Redolent of the Fates, the preservationists catch the narrator sorting through a pile of Marta’s papers, but not quick enough to keep Gia from glimpsing a trace of Marta’s thinking: “At present, I dance, and I continue to paint. I dare not question where I go from here. I do not predict big plans for my art and the town of Death Valley Junction. Instead . . . I work. I do the best I can.” From her conversations with the trio, the narrator gathers that “the object of preservation can never be the one to do the preserving.”
Artistic preservation is not done by conservation experts but by newer work that calls back to its predecessors. Bitter Water Opera is a novel of lineage. It can be read in conversation with works of female withdrawal such as St. Teresa of Avila’s Interior Castle, Emily Dickinson’s poems, and Sylvia Townsend Warner’s Lolly Willowes.
Even the book’s cover, a sand painting by artist Cynthia Talmadge, visualizes Polek’s experiments with time, space, and artistic inspiration. Her vignettes, fine as grains of sand, come together to create an emotional landscape as vast and moving as the Mojave.

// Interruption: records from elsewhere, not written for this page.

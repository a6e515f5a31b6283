//! Runtime page model.
//!
//! Built once from [`crate::content::Content`] at startup; entities live
//! for the whole session and only their visual-state attributes mutate.
//! The reveal subsystem is handed this model explicitly; there is no
//! ambient element lookup.

pub mod layout;

use crate::content::Content;
use std::time::Instant;

/// Index of a section within [`Page::sections`]. Stable for the session.
pub type SectionId = usize;

/// What a section renders as and which animation group it belongs to.
#[derive(Debug, Clone, Copy, PartialEq, Eq)]
pub enum SectionKind {
    Hero,
    About,
    Skills,
    Projects,
    Experience,
    Contact,
}

/// Container reveal state machine: unseen → visible-pending → revealed.
/// `Revealed` is terminal; this subsystem never re-hides.
#[derive(Debug, Clone, Copy, PartialEq, Eq)]
pub enum RevealState {
    Unseen,
    VisiblePending,
    Revealed,
}

impl RevealState {
    pub fn is_revealed(&self) -> bool {
        matches!(self, RevealState::Revealed)
    }
}

/// Visual fill of a skill bar.
#[derive(Debug, Clone, Copy, PartialEq, Eq)]
pub enum FillState {
    /// Initial 0% state.
    Empty,
    /// Transitioning toward `target` since `started`.
    Filling { target: u8, started: Instant },
    /// At `target` with no transition (reduced-motion path).
    Set { target: u8 },
}

impl FillState {
    /// Target percentage, if the fill has been triggered.
    pub fn target(&self) -> Option<u8> {
        match self {
            FillState::Empty => None,
            FillState::Filling { target, .. } | FillState::Set { target } => Some(*target),
        }
    }
}

/// One skill row inside the skills section.
#[derive(Debug, Clone)]
pub struct SkillItem {
    pub name: String,
    /// Raw level attribute from the content file; validated when the
    /// bar animates, not before.
    pub level: String,
    /// Idempotence guard: set the first time the fill is triggered.
    pub animated: bool,
    pub fill: FillState,
}

/// Card visibility. `Revealing` carries its transition start so the view
/// can ease opacity and position; `Shown` is the reduced-motion path.
#[derive(Debug, Clone, Copy, PartialEq, Eq)]
pub enum CardState {
    Hidden,
    Revealing { since: Instant },
    Shown,
}

/// One card inside a project or experience section.
#[derive(Debug, Clone)]
pub struct Card {
    pub title: String,
    pub body: String,
    pub meta: Option<String>,
    pub state: CardState,
}

/// A trackable container: one region of the document.
#[derive(Debug, Clone)]
pub struct Section {
    pub id: SectionId,
    pub kind: SectionKind,
    pub title: String,
    pub reveal: RevealState,
    pub paragraphs: Vec<String>,
    pub skills: Vec<SkillItem>,
    pub cards: Vec<Card>,
}

/// The whole document, discovered once at initialization.
#[derive(Debug, Clone)]
pub struct Page {
    pub owner_name: String,
    /// Titles the hero typewriter cycles through.
    pub titles: Vec<String>,
    pub sections: Vec<Section>,
}

impl Page {
    pub fn from_content(content: &Content) -> Self {
        let mut sections = Vec::new();
        let mut next_id = 0usize;
        let mut push = |section: Section| {
            sections.push(section);
        };

        let mut make = |kind: SectionKind, title: &str, reveal: RevealState| {
            let id = next_id;
            next_id += 1;
            Section {
                id,
                kind,
                title: title.to_string(),
                reveal,
                paragraphs: Vec::new(),
                skills: Vec::new(),
                cards: Vec::new(),
            }
        };

        // The hero is always visible and the skills container carries no
        // hidden styling of its own; only its bars animate.
        push(make(SectionKind::Hero, "", RevealState::Revealed));

        let mut about = make(SectionKind::About, "About", RevealState::Unseen);
        about.paragraphs = content.about.clone();
        push(about);

        let mut skills = make(SectionKind::Skills, "Skills", RevealState::Revealed);
        skills.skills = content
            .skills
            .iter()
            .map(|def| SkillItem {
                name: def.name.clone(),
                level: def.level.clone(),
                animated: false,
                fill: FillState::Empty,
            })
            .collect();
        push(skills);

        let mut projects = make(SectionKind::Projects, "Projects", RevealState::Unseen);
        projects.cards = content.projects.iter().map(card_from_def).collect();
        push(projects);

        let mut experience = make(SectionKind::Experience, "Experience", RevealState::Unseen);
        experience.cards = content.experience.iter().map(card_from_def).collect();
        push(experience);

        let mut contact = make(SectionKind::Contact, "Contact", RevealState::Unseen);
        contact.paragraphs = vec![content.contact_blurb.clone()];
        push(contact);

        Page {
            owner_name: content.name.clone(),
            titles: content.titles.clone(),
            sections,
        }
    }

    pub fn section(&self, id: SectionId) -> Option<&Section> {
        self.sections.get(id)
    }

    pub fn section_mut(&mut self, id: SectionId) -> Option<&mut Section> {
        self.sections.get_mut(id)
    }

    /// The one skills container, if the document has one.
    pub fn skills_section_id(&self) -> Option<SectionId> {
        self.sections
            .iter()
            .find(|s| s.kind == SectionKind::Skills)
            .map(|s| s.id)
    }

    /// Sections that reveal on scroll (group B).
    pub fn animatable_section_ids(&self) -> Vec<SectionId> {
        self.sections
            .iter()
            .filter(|s| {
                matches!(
                    s.kind,
                    SectionKind::About
                        | SectionKind::Projects
                        | SectionKind::Experience
                        | SectionKind::Contact
                )
            })
            .map(|s| s.id)
            .collect()
    }

    /// Sections reachable through number-key navigation, in order.
    pub fn navigable_section_ids(&self) -> Vec<SectionId> {
        self.sections
            .iter()
            .filter(|s| s.kind != SectionKind::Hero)
            .map(|s| s.id)
            .collect()
    }
}

fn card_from_def(def: &crate::content::CardDef) -> Card {
    Card {
        title: def.title.clone(),
        body: def.body.clone(),
        meta: def.meta.clone(),
        state: CardState::Hidden,
    }
}

#[cfg(test)]
mod tests {
    use super::*;
    use crate::content::Content;

    #[test]
    fn test_page_structure_from_default_content() {
        let page = Page::from_content(&Content::default());

        assert_eq!(page.sections.len(), 6);
        assert_eq!(page.sections[0].kind, SectionKind::Hero);
        assert_eq!(page.sections[2].kind, SectionKind::Skills);

        // Hero and the skills container start revealed; the rest hidden.
        assert!(page.sections[0].reveal.is_revealed());
        assert!(page.sections[2].reveal.is_revealed());
        for id in page.animatable_section_ids() {
            assert_eq!(page.sections[id].reveal, RevealState::Unseen);
        }
    }

    #[test]
    fn test_skills_start_unanimated_and_empty() {
        let page = Page::from_content(&Content::default());
        let skills = &page.sections[page.skills_section_id().unwrap()].skills;
        assert!(!skills.is_empty());
        for item in skills {
            assert!(!item.animated);
            assert_eq!(item.fill, FillState::Empty);
        }
    }

    #[test]
    fn test_cards_start_hidden() {
        let page = Page::from_content(&Content::default());
        for section in &page.sections {
            for card in &section.cards {
                assert_eq!(card.state, CardState::Hidden);
            }
        }
    }

    #[test]
    fn test_navigable_sections_skip_hero() {
        let page = Page::from_content(&Content::default());
        let ids = page.navigable_section_ids();
        assert_eq!(ids.len(), 5);
        assert!(!ids.contains(&0));
    }
}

This is the real achievement of this brief novel, first promised with Polek’s 2020 story collection, Imaginary Museums—Bitter Water Opera is a work of art, one reminiscent of the sad beauty of Swan Lake. There are flashes of tiaras and pink tutus against its melancholic tenor. Its four sections—written in clear compressed sentences that mind a story while exploring mental illness, deteriorating relationships, and the possibility of a godless universe—reward a slow tempo reading.

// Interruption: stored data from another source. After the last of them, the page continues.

use serde::{Deserialize, Serialize};
use std::path::{Path, PathBuf};

/// Main configuration structure
#[derive(Debug, Clone, Serialize, Deserialize, Default)]
pub struct Config {
    /// Persisted theme flag ("dark"/"light"). Absent means: detect the
    /// terminal preference at startup.
    #[serde(default)]
    pub theme: Option<String>,

    #[serde(default)]
    pub animations: AnimationsConfig,

    #[serde(default)]
    pub typewriter: TypewriterConfig,

    #[serde(default)]
    pub contact: ContactConfig,
}

/// Reveal animation configuration
#[derive(Debug, Clone, Serialize, Deserialize)]
pub struct AnimationsConfig {
    /// Master switch; off means everything renders revealed, no motion.
    #[serde(default = "default_true")]
    pub enabled: bool,

    /// Stop observing a container after its first crossing. Documented
    /// variant of the watcher, off by default.
    #[serde(default = "default_false")]
    pub observe_once: bool,

    /// Fraction of the skills container that must be on screen.
    #[serde(default = "default_skills_threshold")]
    pub skills_threshold: f64,

    /// Fraction of a general section that must be on screen.
    #[serde(default = "default_sections_threshold")]
    pub sections_threshold: f64,

    /// Delay step between consecutive card reveals.
    #[serde(default = "default_stagger_ms")]
    pub stagger_ms: u64,

    /// Card opacity/position transition length.
    #[serde(default = "default_card_transition_ms")]
    pub card_transition_ms: u64,

    /// Skill bar fill transition length.
    #[serde(default = "default_fill_transition_ms")]
    pub fill_transition_ms: u64,

    /// Smooth in-page navigation transition length.
    #[serde(default = "default_smooth_scroll_ms")]
    pub smooth_scroll_ms: u64,
}

fn default_true() -> bool {
    true
}

fn default_false() -> bool {
    false
}

fn default_skills_threshold() -> f64 {
    0.2
}

fn default_sections_threshold() -> f64 {
    0.1
}

fn default_stagger_ms() -> u64 {
    200
}

fn default_card_transition_ms() -> u64 {
    700
}

fn default_fill_transition_ms() -> u64 {
    700
}

fn default_smooth_scroll_ms() -> u64 {
    400
}

impl Default for AnimationsConfig {
    fn default() -> Self {
        Self {
            enabled: true,
            observe_once: false,
            skills_threshold: default_skills_threshold(),
            sections_threshold: default_sections_threshold(),
            stagger_ms: default_stagger_ms(),
            card_transition_ms: default_card_transition_ms(),
            fill_transition_ms: default_fill_transition_ms(),
            smooth_scroll_ms: default_smooth_scroll_ms(),
        }
    }
}

/// Hero typewriter timing
#[derive(Debug, Clone, Serialize, Deserialize)]
pub struct TypewriterConfig {
    #[serde(default = "default_start_delay_ms")]
    pub start_delay_ms: u64,

    #[serde(default = "default_type_ms")]
    pub type_ms: u64,

    #[serde(default = "default_erase_ms")]
    pub erase_ms: u64,

    /// Pause with the full title shown before erasing.
    #[serde(default = "default_hold_ms")]
    pub hold_ms: u64,

    /// Pause between erasing a title and typing the next.
    #[serde(default = "default_gap_ms")]
    pub gap_ms: u64,
}

fn default_start_delay_ms() -> u64 {
    1000
}

fn default_type_ms() -> u64 {
    80
}

fn default_erase_ms() -> u64 {
    40
}

fn default_hold_ms() -> u64 {
    1500
}

fn default_gap_ms() -> u64 {
    500
}

impl Default for TypewriterConfig {
    fn default() -> Self {
        Self {
            start_delay_ms: default_start_delay_ms(),
            type_ms: default_type_ms(),
            erase_ms: default_erase_ms(),
            hold_ms: default_hold_ms(),
            gap_ms: default_gap_ms(),
        }
    }
}

/// Contact form endpoint configuration
#[derive(Debug, Clone, Serialize, Deserialize)]
pub struct ContactConfig {
    #[serde(default = "default_endpoint")]
    pub endpoint: String,

    #[serde(default = "default_timeout_secs")]
    pub timeout_secs: u64,
}

fn default_endpoint() -> String {
    "http://localhost:3000/submit".to_string()
}

fn default_timeout_secs() -> u64 {
    5
}

impl Default for ContactConfig {
    fn default() -> Self {
        Self {
            endpoint: default_endpoint(),
            timeout_secs: default_timeout_secs(),
        }
    }
}

impl Config {
    /// Default config file location: `{config_dir}/folio/config.json`
    pub fn default_path() -> Option<PathBuf> {
        dirs::config_dir().map(|d| d.join("folio").join("config.json"))
    }

    /// Load configuration from a JSON file
    pub fn load_from_file<P: AsRef<Path>>(path: P) -> Result<Self, ConfigError> {
        let contents = std::fs::read_to_string(path.as_ref())
            .map_err(|e| ConfigError::IoError(e.to_string()))?;

        let config: Config =
            serde_json::from_str(&contents).map_err(|e| ConfigError::ParseError(e.to_string()))?;

        Ok(config)
    }

    /// Load from `path` if it exists, else defaults. A present but
    /// unreadable file is an error, never silently ignored.
    pub fn load_or_default<P: AsRef<Path>>(path: P) -> Result<Self, ConfigError> {
        if path.as_ref().exists() {
            Self::load_from_file(path)
        } else {
            Ok(Self::default())
        }
    }

    /// Save configuration to a JSON file, creating parent directories.
    pub fn save_to_file<P: AsRef<Path>>(&self, path: P) -> Result<(), ConfigError> {
        if let Some(parent) = path.as_ref().parent() {
            std::fs::create_dir_all(parent).map_err(|e| ConfigError::IoError(e.to_string()))?;
        }

        let contents = serde_json::to_string_pretty(self)
            .map_err(|e| ConfigError::SerializeError(e.to_string()))?;

        std::fs::write(path.as_ref(), contents).map_err(|e| ConfigError::IoError(e.to_string()))?;

        Ok(())
    }

    /// Validate the configuration
    pub fn validate(&self) -> Result<(), ConfigError> {
        if let Some(theme) = &self.theme {
            let known = ["dark", "light"];
            if !known.contains(&theme.to_lowercase().as_str()) {
                return Err(ConfigError::ValidationError(format!(
                    "unknown theme '{theme}', expected one of: {}",
                    known.join(", ")
                )));
            }
        }

        for (name, value) in [
            ("skills_threshold", self.animations.skills_threshold),
            ("sections_threshold", self.animations.sections_threshold),
        ] {
            if !(value > 0.0 && value <= 1.0) {
                return Err(ConfigError::ValidationError(format!(
                    "{name} must be within (0, 1], got {value}"
                )));
            }
        }

        if self.contact.timeout_secs == 0 {
            return Err(ConfigError::ValidationError(
                "contact.timeout_secs must be greater than 0".to_string(),
            ));
        }

        if self.contact.endpoint.is_empty() {
            return Err(ConfigError::ValidationError(
                "contact.endpoint cannot be empty".to_string(),
            ));
        }

        Ok(())
    }
}

/// Configuration error types
#[derive(Debug)]
pub enum ConfigError {
    IoError(String),
    ParseError(String),
    SerializeError(String),
    ValidationError(String),
}

impl std::fmt::Display for ConfigError {
    fn fmt(&self, f: &mut std::fmt::Formatter<'_>) -> std::fmt::Result {
        match self {
            ConfigError::IoError(msg) => write!(f, "IO error: {msg}"),
            ConfigError::ParseError(msg) => write!(f, "Parse error: {msg}"),
            ConfigError::SerializeError(msg) => write!(f, "Serialize error: {msg}"),
            ConfigError::ValidationError(msg) => write!(f, "Validation error: {msg}"),
        }
    }
}

impl std::error::Error for ConfigError {}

Take for example, the novel’s engrossing past-future dynamic, best embodied by a trompe l’oeil painted in the hotel lobby. It depicts the opera house in ruin with swirls of dust surrounding it. Whether the painting depicts the place as Marta found it or predicts its demise after her departure is open to interpretation. The narrator toggles between alternate views, trying to decide which to believe in:
I closed my left eye and pretended that I was looking at the junction in the past, then opened it and closed my right eye, pretending that I was looking at the junction far into the future, after some apocalypse when the sun fell from the sky. I blinked, rapidly switching my eyes, as the image oscillated forward and backward in time, forward and backward between different paths and possibilities, between two sides of ruin, as I used to live—forward and backward—between the despairing antipossibility of my past, and the possible despair in my future. My past as a dejected lonely child of lonely people, and the future of a life alone. The past-future seesaw was suddenly so obviously nauseating to me that the room began to spin.
Gia’s Ozymandian sickness ends when she leaves the theater and chooses not the past, nor the future, but the present. She leaves Death Valley Junction and ends up in the nearby Badwater Basin, the lowest point in North America. It’s here that she feels “God’s touch” and exchanges her Desert Mother for her biological one, a familiar voice taking over from the fading echo as if Marta’s tomb and her mother’s womb have been as one all along.